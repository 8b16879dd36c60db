use super::value::{StructuredCell, WaveformSource};
use super::CellValue;

/// Format a cell value for display.
pub fn format_value(value: &CellValue) -> String {
    match value {
        CellValue::Number(n) => format_number(*n),
        CellValue::String(s) => s.clone(),
        CellValue::Null => String::new(),
        CellValue::Error(err) => format!("#ERR: {}", err.message),
        CellValue::Structured(cell) => format_structured(cell),
    }
}

/// Format a number for display.
pub fn format_number(n: f64) -> String {
    if n.is_nan() {
        "#NAN!".to_string()
    } else if n.is_infinite() {
        "#INF!".to_string()
    } else if n.fract() == 0.0 && n.abs() < 1e10 {
        format!("{:.0}", n)
    } else {
        format!("{:.2}", n)
    }
}

/// Text of a value used as a string argument (separator, wave type,
/// pattern). Numbers keep full precision.
pub fn to_text(value: &CellValue) -> String {
    match value {
        CellValue::Number(n) => n.to_string(),
        CellValue::String(s) => s.clone(),
        CellValue::Null => String::new(),
        CellValue::Error(err) => err.message.clone(),
        CellValue::Structured(cell) => format_structured(cell),
    }
}

fn format_structured(cell: &StructuredCell) -> String {
    match cell {
        StructuredCell::Oscillator(osc) => {
            format!("OSC {} {}Hz", osc.wave_type, format_number(osc.freq))
        }
        StructuredCell::Waveform(waveform) => match &waveform.source {
            WaveformSource::Oscillator(osc) => {
                format!("WAVEFORM {} {}Hz", osc.wave_type, format_number(osc.freq))
            }
            WaveformSource::Parameters { freq, amplitude, .. } => format!(
                "WAVEFORM {}Hz x{}",
                format_number(*freq),
                format_number(*amplitude)
            ),
        },
        StructuredCell::Beat(beat) => {
            format!("BEAT {}bpm {}", format_number(beat.bpm), beat.pattern)
        }
        StructuredCell::Metronome(m) => format!("METRONOME {}bpm", format_number(m.bpm)),
        StructuredCell::Time(t) => format!("TIME {}", format_number(t.value)),
        StructuredCell::Adsr(adsr) => format!(
            "ADSR {}/{}/{}/{}",
            adsr.attack, adsr.decay, adsr.sustain, adsr.release
        ),
        StructuredCell::Audio(audio) => format!(
            "AUDIO {} {}Hz",
            audio.wave_type,
            format_number(audio.frequency)
        ),
        StructuredCell::Sequence(seq) => format!(
            "SEQ {} steps @ {}bpm",
            seq.total_steps,
            format_number(seq.bpm)
        ),
        StructuredCell::Chord(chord) => format!("{} ({})", chord.symbol, chord.notes.join(" ")),
    }
}

#[cfg(test)]
mod tests {
    use super::*;
    use crate::engine::value::{Adsr, Metronome};
    use crate::engine::{CellError, ErrorKind};

    #[test]
    fn test_format_number() {
        assert_eq!(format_number(14.0), "14");
        assert_eq!(format_number(0.5), "0.50");
        assert_eq!(format_number(f64::NAN), "#NAN!");
        assert_eq!(format_number(f64::INFINITY), "#INF!");
    }

    #[test]
    fn test_format_value() {
        assert_eq!(format_value(&CellValue::Null), "");
        assert_eq!(
            format_value(&CellValue::Error(CellError::new(ErrorKind::Arithmetic, "Division by zero"))),
            "#ERR: Division by zero"
        );
        assert_eq!(
            format_value(&CellValue::Structured(StructuredCell::Metronome(Metronome { bpm: 90.0 }))),
            "METRONOME 90bpm"
        );
        assert_eq!(
            format_value(&CellValue::Structured(StructuredCell::Adsr(Adsr {
                attack: 0.1,
                decay: 0.2,
                sustain: 0.5,
                release: 1.0,
            }))),
            "ADSR 0.1/0.2/0.5/1"
        );
    }

    #[test]
    fn test_to_text_keeps_precision() {
        assert_eq!(to_text(&CellValue::Number(0.25)), "0.25");
        assert_eq!(to_text(&CellValue::Number(3.0)), "3");
        assert_eq!(to_text(&CellValue::from("sine")), "sine");
    }
}
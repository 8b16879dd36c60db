//! beatsheet-engine - formula evaluation for a music-oriented spreadsheet.

pub mod builtins;
pub mod engine;
pub mod music;
pub mod script;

-------------------------

## [What the exercise asks]
After locating the line with "value for display." above, return that line and every later line through the one with "else if n.is_infinite()", word for word and with nothing else.

## [Answer area]
/// Format a cell value for display.
pub fn format_value(value: &CellValue) -> String {
    match value {
        CellValue::Number(n) => format_number(*n),
        CellValue::String(s) => s.clone(),
        CellValue::Null => String::new(),
        CellValue::Error(err) => format!("#ERR: {}", err.message),
        CellValue::Structured(cell) => format_structured(cell),
    }
}

/// Format a number for display.
pub fn format_number(n: f64) -> String {
    if n.is_nan() {
        "#NAN!".to_string()
    } else if n.is_infinite() {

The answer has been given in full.